Reverse Culture Shock and the Journey Back Home

Coming back to New York City after my grand Australian journey has affected me in many ways, mainly in the form of reverse culture shock. Reverse culture shock, best described by Dean Foster of DFA Intercultural Global Solutions, is what happens when “returning to a place that one expects to be home but actually is no longer”. The feeling is especially jarring since I proudly proclaimed New York City as my new home after accepting my offer to attend NYU two years ago! 

As I got on my flight, I suppose I embraced the first level of the shock, excitement! I kept thinking about all things in New York City that I’ve missed, including eating my standard bacon and egg sandwich at the bodega near my apartment, or thrifting with my friends in Brooklyn. I was excited to see all of the little markers that signified home for me: my family, my friends, the block festivities the line the streets of Harlem, and even the crazy crowds during NYC midtown rush hour! But then, as the plane pulled into the tarmac and I sat with my cousin in her apartment in Harlem I started to feel the second stage: the loneliness of having such a monumental experience that only I witnessed. My family asked if I wanted any refreshments and upon my request of tea with milk, I noticed their quizzical looks. Even down to the littlest things, I had changed. As I walked the Manhattan streets I started to miss how in Australia the people walked slower, as if enjoying the environment around them. In New York, anything less than running is deemed unacceptable. I craved the beaches that so easily dotted the Sydney coastline, the cheeriness of the people I had met in Australia, and the laid back lifestyle where flip flops and board shorts was the extent of high fashion. 

While in Australia, my Aussie friends were always so curious about life in New York. I educated them on the pure energy the city oozes, the life in one millisecond pace, and the loads of different people living incredibly different lives. I realize, I never told them how tiring it could be at times. While in Sydney, my life was slower paced, and my biggest worry was whether I would purchase strawberries at Paddy’s Market or Wooly’s (Woolworths). Now, as a rising junior studying business, I am back to worrying about jobs, internships, and resumes. 

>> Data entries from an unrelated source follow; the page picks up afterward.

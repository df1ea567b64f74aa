//! Distance/identifier result pairs and the bounded k-nearest-neighbor heap.

use crate::distance::DistanceValue;
use crate::error::{LocusError, Result};
use crate::ids::ObjectId;
use std::cmp::Ordering;
use std::collections::BinaryHeap;

/// A (distance, identifier) result pair.
///
/// Ordered by distance first, then by identifier, so result lists are
/// deterministic on ties and directly comparable between the linear-scan
/// baseline and any accelerated implementation.
#[derive(Debug, Clone, Copy)]
pub struct Neighbor<D> {
    pub distance: D,
    pub id: ObjectId,
}

impl<D: DistanceValue> Neighbor<D> {
    #[must_use]
    pub fn new(distance: D, id: ObjectId) -> Self {
        Self { distance, id }
    }
}

impl<D: DistanceValue> PartialEq for Neighbor<D> {
    fn eq(&self, other: &Self) -> bool {
        self.cmp(other) == Ordering::Equal
    }
}

impl<D: DistanceValue> Eq for Neighbor<D> {}

impl<D: DistanceValue> PartialOrd for Neighbor<D> {
    fn partial_cmp(&self, other: &Self) -> Option<Ordering> {
        Some(self.cmp(other))
    }
}

impl<D: DistanceValue> Ord for Neighbor<D> {
    fn cmp(&self, other: &Self) -> Ordering {
        self.distance
            .total_cmp(&other.distance)
            .then_with(|| self.id.cmp(&other.id))
    }
}

/// Bounded heap holding the `k` smallest neighbors observed.
///
/// Internally a max-heap with the worst retained neighbor on top. An empty
/// heap reports the infinite sentinel as its threshold, so all capacities
/// start open; the heap never holds more than `k` entries.
#[derive(Debug)]
pub struct KnnHeap<D: DistanceValue> {
    k: usize,
    heap: BinaryHeap<Neighbor<D>>,
}

impl<D: DistanceValue> KnnHeap<D> {
    /// Create a heap of capacity `k`. Fails for `k == 0`.
    pub fn new(k: usize) -> Result<Self> {
        if k == 0 {
            return Err(LocusError::InvalidArgument(
                "neighbor count k must be positive".to_string(),
            ));
        }
        Ok(Self {
            k,
            heap: BinaryHeap::with_capacity(k + 1),
        })
    }

    /// Capacity of this heap.
    #[must_use]
    pub fn k(&self) -> usize {
        self.k
    }

    /// Number of neighbors currently retained.
    #[must_use]
    pub fn len(&self) -> usize {
        self.heap.len()
    }

    #[must_use]
    pub fn is_empty(&self) -> bool {
        self.heap.is_empty()
    }

    /// Distance of the worst retained neighbor, or the infinite sentinel
    /// while capacity remains. Candidates at or below this threshold are
    /// worth offering.
    #[must_use]
    pub fn threshold(&self) -> D {
        if self.heap.len() < self.k {
            D::INFINITE
        } else {
            self.heap.peek().map_or(D::INFINITE, |worst| worst.distance)
        }
    }

    /// Offer a candidate; it is retained if it ranks among the k smallest
    /// seen so far (ties broken by identifier).
    pub fn insert(&mut self, distance: D, id: ObjectId) {
        let candidate = Neighbor::new(distance, id);
        if self.heap.len() < self.k {
            self.heap.push(candidate);
            return;
        }
        if let Some(worst) = self.heap.peek() {
            if candidate < *worst {
                self.heap.pop();
                self.heap.push(candidate);
            }
        }
    }

    /// Drain into a list sorted ascending by (distance, identifier).
    #[must_use]
    pub fn into_sorted(self) -> Vec<Neighbor<D>> {
        let mut result = self.heap.into_vec();
        result.sort_unstable();
        result
    }
}

#[cfg(test)]
mod tests {
    use super::*;

    fn id(raw: u32) -> ObjectId {
        ObjectId::from_raw(raw)
    }

    #[test]
    fn test_empty_heap_threshold_is_infinite() {
        let heap: KnnHeap<f64> = KnnHeap::new(3).unwrap();
        assert_eq!(heap.threshold(), f64::INFINITY);
    }

    #[test]
    fn test_keeps_k_smallest_sorted() {
        let mut heap = KnnHeap::new(2).unwrap();
        for (i, d) in [5.0, 1.0, 3.0, 2.0, 4.0].iter().enumerate() {
            heap.insert(*d, id(i as u32));
        }
        let result = heap.into_sorted();
        assert_eq!(result.len(), 2);
        assert_eq!(result[0].distance, 1.0);
        assert_eq!(result[1].distance, 2.0);
    }

    #[test]
    fn test_tie_break_prefers_smaller_id() {
        let mut heap = KnnHeap::new(1).unwrap();
        heap.insert(1.0, id(7));
        heap.insert(1.0, id(3));
        let result = heap.into_sorted();
        assert_eq!(result[0].id, id(3));
    }

    #[test]
    fn test_zero_k_rejected() {
        assert!(matches!(
            KnnHeap::<f64>::new(0),
            Err(LocusError::InvalidArgument(_))
        ));
    }

    #[test]
    fn test_never_exceeds_capacity() {
        let mut heap = KnnHeap::new(4).unwrap();
        for i in 0..100u32 {
            heap.insert(f64::from(i), id(i));
            assert!(heap.len() <= 4);
        }
    }
}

But even though everything has changed, I find myself trying to reach the final stage of reverse culture shock: integration. My Australia life and my New York life don’t have to be so different. I can drink my tea with milk while gorging on my bacon egg and cheese sandwich. I can smile at kind strangers instead of the gruff New York thank you. Perhaps I still won’t wear flip flops in NYC, because that would be a nightmare, but board shorts and a plain white t-shirt can be my SoHo fashion statement.

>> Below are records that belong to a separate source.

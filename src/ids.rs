//! Object identifiers and their lifecycle.
//!
//! Identifiers are opaque, totally ordered values. They are compared and
//! hashed by value only, never by the content of the record they refer to,
//! and they are reused after deletion — but never while the previous holder
//! is still live.

use crate::error::{LocusError, Result};
use std::collections::BTreeSet;
use std::fmt;

/// Opaque identifier of a database record.
#[derive(Debug, Clone, Copy, PartialEq, Eq, PartialOrd, Ord, Hash)]
#[cfg_attr(feature = "serde", derive(serde::Serialize, serde::Deserialize))]
pub struct ObjectId(u32);

impl ObjectId {
    /// Construct an identifier from its raw value.
    ///
    /// Intended for tests and for embedding applications that persist ids
    /// externally; within the database, ids come from the allocator.
    #[must_use]
    pub const fn from_raw(raw: u32) -> Self {
        ObjectId(raw)
    }

    /// The raw value of this identifier.
    #[must_use]
    pub const fn raw(self) -> u32 {
        self.0
    }
}

impl fmt::Display for ObjectId {
    fn fmt(&self, f: &mut fmt::Formatter<'_>) -> fmt::Result {
        write!(f, "#{}", self.0)
    }
}

/// Issues unique identifiers and reclaims freed ones.
///
/// Freed ids are kept in a sorted pool and handed out lowest-first before
/// the monotone counter advances, so the id space stays compact.
#[derive(Debug, Default)]
pub struct IdAllocator {
    next: u32,
    free: BTreeSet<u32>,
}

impl IdAllocator {
    pub fn new() -> Self {
        Self::default()
    }

    /// Allocate a fresh identifier.
    pub fn allocate(&mut self) -> Result<ObjectId> {
        if let Some(&raw) = self.free.iter().next() {
            self.free.remove(&raw);
            return Ok(ObjectId(raw));
        }
        if self.next == u32::MAX {
            return Err(LocusError::CapacityExhausted);
        }
        let raw = self.next;
        self.next += 1;
        Ok(ObjectId(raw))
    }

    /// Claim a specific identifier, e.g. one pre-assigned by the caller.
    ///
    /// Fails with [`LocusError::DuplicateIdentifier`] if the id was handed
    /// out and has not been freed since. Claiming an id beyond the counter
    /// releases the skipped range into the free pool.
    pub fn reserve(&mut self, id: ObjectId) -> Result<()> {
        let raw = id.raw();
        if self.free.remove(&raw) {
            return Ok(());
        }
        if raw < self.next {
            return Err(LocusError::DuplicateIdentifier { id });
        }
        if raw == u32::MAX {
            return Err(LocusError::CapacityExhausted);
        }
        for skipped in self.next..raw {
            self.free.insert(skipped);
        }
        self.next = raw + 1;
        Ok(())
    }

    /// Return an identifier to the pool, making it available for reuse.
    pub fn release(&mut self, id: ObjectId) {
        self.free.insert(id.raw());
    }
}

#[cfg(test)]
mod tests {
    use super::*;

    #[test]
    fn test_allocate_sequential() {
        let mut alloc = IdAllocator::new();
        assert_eq!(alloc.allocate().unwrap(), ObjectId::from_raw(0));
        assert_eq!(alloc.allocate().unwrap(), ObjectId::from_raw(1));
        assert_eq!(alloc.allocate().unwrap(), ObjectId::from_raw(2));
    }

    #[test]
    fn test_released_id_is_reused() {
        let mut alloc = IdAllocator::new();
        let a = alloc.allocate().unwrap();
        let _b = alloc.allocate().unwrap();
        alloc.release(a);
        assert_eq!(alloc.allocate().unwrap(), a);
    }

    #[test]
    fn test_reserve_live_id_fails() {
        let mut alloc = IdAllocator::new();
        let a = alloc.allocate().unwrap();
        assert!(matches!(
            alloc.reserve(a),
            Err(LocusError::DuplicateIdentifier { .. })
        ));
    }

    #[test]
    fn test_reserve_ahead_releases_gap() {
        let mut alloc = IdAllocator::new();
        alloc.reserve(ObjectId::from_raw(5)).unwrap();
        // The skipped range 0..5 is free; fresh allocations draw from it.
        assert_eq!(alloc.allocate().unwrap(), ObjectId::from_raw(0));
        assert!(matches!(
            alloc.reserve(ObjectId::from_raw(5)),
            Err(LocusError::DuplicateIdentifier { .. })
        ));
    }
}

What is next for me, you may ask? The next frontier. My web searches have been for internships in California: the booming Silicon Valley, expansive Los Angeles, and the laid-back lifestyle of San Diego. These places are destinations I’ve never been to but nevertheless places that my friends who studied abroad with me said reminded them so much of Australia. Who knows I may yet still find myself back on that plane to Sydney, with my flip flops and board shorts in tow. If there is one thing that Australia taught me, however, it is this; whether I’m in NYC, California, or somewhere else in this huge world, I need to stop, breathe, and appreciate the world around me because after-all, the grass is greener where you water it.